Input records »
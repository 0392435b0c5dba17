//! Headless match loop
//!
//! Owns every piece of mutable game state and advances it one tick at a time:
//! paddles first, then the ball, then scoring.

use glam::IVec2;

use super::ai::ArtificialIntelligence;
use super::arena::Arena;
use super::ball::Ball;
use super::geometry::{Rect, Side};
use crate::tuning::Tuning;

/// Who moves a paddle
#[derive(Debug, Clone)]
pub enum Controller {
    /// Driven by [`TickInput`]
    Human,
    Computer(ArtificialIntelligence),
}

/// Human input for one tick: -1 up, 0 hold, 1 down
#[derive(Debug, Clone, Copy, Default)]
pub struct TickInput {
    pub left: i8,
    pub right: i8,
}

impl TickInput {
    pub fn direction(&self, side: Side) -> i8 {
        match side {
            Side::Left => self.left,
            Side::Right => self.right,
        }
    }
}

/// Something noteworthy that happened during a tick
#[derive(Debug, Clone, Copy, PartialEq, Eq)]
pub enum TickEvent {
    /// Ball bounced off a wall or paddle
    Rebound { obstruction: Rect, point: IVec2 },
    /// Ball got past a paddle
    RallyEnded { winner: Side },
    /// A player reached the winning score
    MatchOver { winner: Side },
}

/// Points per side
#[derive(Debug, Clone, Copy, Default, PartialEq, Eq)]
pub struct Score {
    pub left: u8,
    pub right: u8,
}

impl Score {
    pub fn new() -> Self {
        Self::default()
    }

    pub fn increment(&mut self, side: Side) {
        match side {
            Side::Left => self.left += 1,
            Side::Right => self.right += 1,
        }
    }

    pub fn get(&self, side: Side) -> u8 {
        match side {
            Side::Left => self.left,
            Side::Right => self.right,
        }
    }

    pub fn winner(&self, win_score: u8) -> Option<Side> {
        if self.left >= win_score {
            Some(Side::Left)
        } else if self.right >= win_score {
            Some(Side::Right)
        } else {
            None
        }
    }
}

/// Complete match state
#[derive(Debug, Clone)]
pub struct Match {
    arena: Arena,
    ball: Ball,
    left: Controller,
    right: Controller,
    score: Score,
    ticks: u64,
    winner: Option<Side>,
}

impl Match {
    /// Computer against computer, serving toward the right
    pub fn new(tuning: Tuning, seed: u64) -> Self {
        let left = Controller::Computer(ArtificialIntelligence::new(1, &tuning));
        let right = Controller::Computer(ArtificialIntelligence::new(1, &tuning));
        Self::with_controllers(tuning, seed, left, right)
    }

    pub fn with_controllers(
        tuning: Tuning,
        seed: u64,
        left: Controller,
        right: Controller,
    ) -> Self {
        let arena = Arena::new(tuning);
        let ball = Ball::for_arena(&arena, seed);
        log::info!("Match initialized with seed: {}", seed);
        Self {
            arena,
            ball,
            left,
            right,
            score: Score::new(),
            ticks: 0,
            winner: None,
        }
    }

    pub fn arena(&self) -> &Arena {
        &self.arena
    }

    pub fn ball(&self) -> &Ball {
        &self.ball
    }

    pub fn score(&self) -> Score {
        self.score
    }

    pub fn ticks(&self) -> u64 {
        self.ticks
    }

    pub fn winner(&self) -> Option<Side> {
        self.winner
    }

    pub fn is_over(&self) -> bool {
        self.winner.is_some()
    }

    /// Advance the match by one tick
    pub fn tick(&mut self, input: &TickInput) -> Vec<TickEvent> {
        let mut events = Vec::new();
        if self.is_over() {
            return events;
        }
        self.ticks += 1;

        let speed = self.arena.tuning().paddle_speed;
        for side in [Side::Left, Side::Right] {
            let controller = match side {
                Side::Left => &mut self.left,
                Side::Right => &mut self.right,
            };
            let dy = match controller {
                Controller::Human => i32::from(input.direction(side).signum()),
                Controller::Computer(ai) => {
                    // Only chase a ball that is coming this way
                    if self.ball.heading() == Some(side) {
                        ai.predict_next_y(&self.ball, &self.arena);
                        ai.get_move(self.arena.paddle(side)).dy()
                    } else {
                        0
                    }
                }
            };
            if dy != 0 {
                self.arena.move_paddle(side, dy * speed);
            }
        }

        let Some(collision) = self.ball.advance(&self.arena) else {
            return events;
        };

        match collision.winner {
            Some(winner) if collision.game_ending => {
                self.score.increment(winner);
                log::info!(
                    "{} wins the rally ({} - {})",
                    winner.as_str(),
                    self.score.left,
                    self.score.right
                );
                events.push(TickEvent::RallyEnded { winner });

                if let Some(champion) = self.score.winner(self.arena.tuning().win_score) {
                    log::info!("{} wins the match after {} ticks", champion.as_str(), self.ticks);
                    self.winner = Some(champion);
                    events.push(TickEvent::MatchOver { winner: champion });
                } else {
                    self.ball.initialise_rally(winner);
                }
            }
            _ => {
                log::debug!("rebound off {:?} at {}", collision.obstruction, collision.point);
                events.push(TickEvent::Rebound {
                    obstruction: collision.obstruction,
                    point: collision.point,
                });
            }
        }

        events
    }
}
//! Opponent AI
//!
//! Predicts where the ball will next come to rest by running a private copy
//! of it through the same physics, then steers the paddle towards that row.

use glam::IVec2;

use super::arena::Arena;
use super::ball::Ball;
use super::collision::{Collision, HitDetector};
use super::geometry::Rect;
use super::paddle::Paddle;
use crate::tuning::Tuning;

/// Paddle instruction produced by the AI
///
/// The discriminants are the raw decision values: `-1` when the predicted
/// row is below the paddle, `1` when above, `0` when already covered.
#[derive(Debug, Clone, Copy, PartialEq, Eq)]
#[repr(i8)]
pub enum PaddleMove {
    Down = -1,
    Stay = 0,
    Up = 1,
}

impl PaddleMove {
    pub fn as_i8(self) -> i8 {
        self as i8
    }

    /// Vertical step direction in arena coordinates (y grows downward)
    pub fn dy(self) -> i32 {
        match self {
            PaddleMove::Down => 1,
            PaddleMove::Stay => 0,
            PaddleMove::Up => -1,
        }
    }
}

/// Outcome of one shadow simulation
#[derive(Debug, Clone, Copy, PartialEq, Eq)]
pub struct Prediction {
    /// Row of the shadow ball once the contact has been resolved
    pub y: i32,
    /// Where the shadow ball ended up
    pub position: IVec2,
    /// Ticks simulated until the contact
    pub steps: u32,
    /// The contact that stopped the simulation
    pub collision: Collision,
}

/// Computer-controlled opponent
#[derive(Debug, Clone)]
pub struct ArtificialIntelligence {
    /// Difficulty, stored for future tuning; does not affect decisions
    level: u8,
    next_y: i32,
    /// Legal paddle travel region
    paddle_space: Rect,
    ball_dimension: i32,
    /// Upper bound on shadow ticks (arena diagonal at one pixel per tick)
    max_steps: u32,
}

impl ArtificialIntelligence {
    pub fn new(level: u8, tuning: &Tuning) -> Self {
        Self {
            level,
            next_y: tuning.environment_y + tuning.wall_length / 2,
            paddle_space: Rect::new(
                tuning.environment_x,
                tuning.environment_y,
                tuning.wall_width + tuning.paddle_width * 2,
                tuning.wall_length,
            ),
            ball_dimension: tuning.ball_dimension,
            max_steps: tuning.arena_diagonal(),
        }
    }

    pub fn level(&self) -> u8 {
        self.level
    }

    /// Most recent predicted row
    pub fn next_y(&self) -> i32 {
        self.next_y
    }

    pub fn paddle_space(&self) -> Rect {
        self.paddle_space
    }

    pub fn max_steps(&self) -> u32 {
        self.max_steps
    }

    /// Simulate a copy of `ball` until its next contact and remember its row
    ///
    /// The live ball is only read. Returns `None`, keeping the previous
    /// prediction, when the ball is not moving or no contact happens within
    /// [`Self::max_steps`] ticks.
    pub fn predict_next_y<D: HitDetector>(
        &mut self,
        ball: &Ball,
        arena: &Arena<D>,
    ) -> Option<Prediction> {
        if ball.is_stationary() {
            log::debug!("ball is stationary, keeping prediction y={}", self.next_y);
            return None;
        }

        let mut shadow = ball.clone();
        for steps in 1..=self.max_steps {
            if let Some(collision) = shadow.advance(arena) {
                self.next_y = shadow.position().y;
                log::debug!(
                    "predicted y={} after {} steps (level {})",
                    self.next_y,
                    steps,
                    self.level
                );
                return Some(Prediction {
                    y: self.next_y,
                    position: shadow.position(),
                    steps,
                    collision,
                });
            }
        }

        log::warn!(
            "no contact within {} steps from {}, keeping prediction y={}",
            self.max_steps,
            ball.position(),
            self.next_y
        );
        None
    }

    /// Steer `paddle` towards the last predicted row
    pub fn get_move(&self, paddle: &Paddle) -> PaddleMove {
        let paddle = paddle.rect();
        let is_below = self.next_y >= paddle.bottom() - self.ball_dimension;
        let is_above = self.next_y <= paddle.y;

        if is_below {
            PaddleMove::Down
        } else if is_above {
            PaddleMove::Up
        } else {
            PaddleMove::Stay
        }
    }
}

Requirement »
Scan the material above for the string "TickEvent", and copy every line where it is found.

Finished exercise »
pub enum TickEvent {
    pub fn tick(&mut self, input: &TickInput) -> Vec<TickEvent> {
                events.push(TickEvent::RallyEnded { winner });
                    events.push(TickEvent::MatchOver { winner: champion });
                events.push(TickEvent::Rebound {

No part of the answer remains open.